Your instructions:
Output the lines below exactly, please, from the first line until the line with "seconds or minutes.", counting both.

Exercise inputs:
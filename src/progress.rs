//! Progress bar and logging utilities.
//!
//! Helpers for progress bars and spinners, with a log-only mode where bars are
//! hidden and periodic log lines are emitted instead (tail-friendly output).

use indicatif::{ProgressBar, ProgressDrawTarget, ProgressStyle};
use log::LevelFilter;
use std::sync::atomic::{AtomicBool, Ordering};
use std::time::Duration;

/// Global flag for log-only mode (set from args in main)
pub static LOG_ONLY: AtomicBool = AtomicBool::new(false);

pub fn set_log_only(value: bool) {
    LOG_ONLY.store(value, Ordering::Relaxed);
}

pub fn is_log_only() -> bool {
    LOG_ONLY.load(Ordering::Relaxed)
}

/// Install the colored logger. `verbose` wins over `quiet`.
pub fn init_logging(verbose: bool, quiet: bool) {
    let level = if verbose {
        LevelFilter::Debug
    } else if quiet {
        LevelFilter::Warn
    } else {
        LevelFilter::Info
    };
    let mut builder = colog::default_builder();
    builder.filter(None, level);
    builder.init();
}

/// Format an elapsed time as seconds or minutes.
pub fn format_elapsed(d: Duration) -> String {
    let secs = d.as_secs_f64();
    if secs < 60.0 {
        format!("{:.1}s", secs)
    } else {
        format!("{:.1}m", secs / 60.0)
    }
}

/// Create a progress bar with consistent styling.
/// In log-only mode, the progress bar is hidden.
pub fn create_progress_bar(len: u64, msg: &str) -> ProgressBar {
    let pb = ProgressBar::new(len);
    if is_log_only() {
        pb.set_draw_target(ProgressDrawTarget::hidden());
    } else {
        pb.set_style(
            ProgressStyle::default_bar()
                .template("{msg} [{elapsed_precise}] [{bar:40.cyan/blue}] {pos}/{len} (ETA: {eta})")
                .unwrap()
                .progress_chars("=> "),
        );
    }
    pb.set_message(msg.to_string());
    pb
}

/// Log progress periodically for tail-friendly output.
/// Only logs in log-only mode. `current` is 1-based; a line is emitted for the
/// first item, every `interval` items after it, and the last one.
pub fn log_progress(phase: &str, current: u64, total: u64, interval: u64) {
    let interval = interval.max(1);
    if is_log_only() && (current.saturating_sub(1) % interval == 0 || current == total) {
        let pct = if total == 0 {
            100.0
        } else {
            100.0 * current as f64 / total as f64
        };
        log::info!("[{}] {}/{} ({:.1}%)", phase, current, total, pct);
    }
}

/// Create a spinner for indeterminate progress.
/// In log-only mode, the spinner is hidden.
pub fn create_spinner(msg: &str) -> ProgressBar {
    let pb = ProgressBar::new_spinner();
    if is_log_only() {
        pb.set_draw_target(ProgressDrawTarget::hidden());
    } else {
        pb.set_style(
            ProgressStyle::default_spinner()
                .template("{msg} {spinner} [{elapsed_precise}]")
                .unwrap(),
        );
        pb.enable_steady_tick(Duration::from_millis(100));
    }
    pb.set_message(msg.to_string());
    pb
}

#[cfg(test)]
mod tests {
    use super::*;

    #[test]
    fn test_format_elapsed() {
        assert_eq!(format_elapsed(Duration::from_millis(1500)), "1.5s");
        assert_eq!(format_elapsed(Duration::from_secs(90)), "1.5m");
    }
}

Written response:
filename src/progress.rs
//! Progress bar and logging utilities.
//!
//! Helpers for progress bars and spinners, with a log-only mode where bars are
//! hidden and periodic log lines are emitted instead (tail-friendly output).

use indicatif::{ProgressBar, ProgressDrawTarget, ProgressStyle};
use log::LevelFilter;
use std::sync::atomic::{AtomicBool, Ordering};
use std::time::Duration;

/// Global flag for log-only mode (set from args in main)
pub static LOG_ONLY: AtomicBool = AtomicBool::new(false);

pub fn set_log_only(value: bool) {
    LOG_ONLY.store(value, Ordering::Relaxed);
}

pub fn is_log_only() -> bool {
    LOG_ONLY.load(Ordering::Relaxed)
}

/// Install the colored logger. `verbose` wins over `quiet`.
pub fn init_logging(verbose: bool, quiet: bool) {
    let level = if verbose {
        LevelFilter::Debug
    } else if quiet {
        LevelFilter::Warn
    } else {
        LevelFilter::Info
    };
    let mut builder = colog::default_builder();
    builder.filter(None, level);
    builder.init();
}

/// Format an elapsed time as seconds or minutes.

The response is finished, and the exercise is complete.